The data:
┌──
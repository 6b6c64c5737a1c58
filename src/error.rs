//! Error types for the issue API.
//!
//! Request-level failures on the issues path are reported in the response
//! body with HTTP 200, never through the status code. Only routing and
//! transport failures (unknown path, wrong method, timeout) use non-200
//! statuses.

use axum::Json;
use axum::http::StatusCode;
use axum::response::{IntoResponse, Response};
use serde::Serialize;
use thiserror::Error;

/// In-body error payload: `{"error": "...", "_id": "..."}`.
#[derive(Debug, Clone, PartialEq, Eq, Serialize)]
pub struct ErrorBody {
    pub error: String,
    #[serde(rename = "_id", skip_serializing_if = "Option::is_none")]
    pub id: Option<String>,
}

/// Handler-level error type.
#[derive(Debug, Clone, PartialEq, Eq, Error)]
pub enum ApiError {
    // === Validation Errors ===
    /// A create request lacked `issue_title`, `issue_text` or `created_by`.
    #[error("required field(s) missing")]
    RequiredFieldsMissing,

    /// An update or delete request lacked `_id`.
    #[error("missing _id")]
    MissingId,

    /// An update request named a ticket but no field to change.
    #[error("no update field(s) sent")]
    NoUpdateFields { id: String },

    // === Store Errors ===
    /// The create could not be persisted.
    #[error("could not create")]
    CouldNotCreate,

    /// No ticket matched, or the store failed during the update.
    #[error("could not update")]
    CouldNotUpdate { id: String },

    /// No ticket matched, or the store failed during the delete.
    #[error("could not delete")]
    CouldNotDelete { id: String },

    // === Routing Errors ===
    #[error("not found")]
    NotFound,

    #[error("method not allowed")]
    MethodNotAllowed,

    #[error("request timed out")]
    Timeout,
}

impl ApiError {
    /// The HTTP status this error is sent with.
    #[must_use]
    pub const fn status(&self) -> StatusCode {
        match self {
            Self::NotFound => StatusCode::NOT_FOUND,
            Self::MethodNotAllowed => StatusCode::METHOD_NOT_ALLOWED,
            Self::Timeout => StatusCode::SERVICE_UNAVAILABLE,
            _ => StatusCode::OK,
        }
    }

    /// The ticket ID echoed back with the error, if any.
    #[must_use]
    pub fn id(&self) -> Option<&str> {
        match self {
            Self::NoUpdateFields { id }
            | Self::CouldNotUpdate { id }
            | Self::CouldNotDelete { id } => Some(id),
            _ => None,
        }
    }

    #[must_use]
    pub fn body(&self) -> ErrorBody {
        ErrorBody {
            error: self.to_string(),
            id: self.id().map(str::to_string),
        }
    }
}

impl IntoResponse for ApiError {
    fn into_response(self) -> Response {
        (self.status(), Json(self.body())).into_response()
    }
}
└──
What the exercise asks: Where does "Clone" appear in the listing? Show every line that has it.

Response area:
#[derive(Debug, Clone, PartialEq, Eq, Serialize)]
#[derive(Debug, Clone, PartialEq, Eq, Error)]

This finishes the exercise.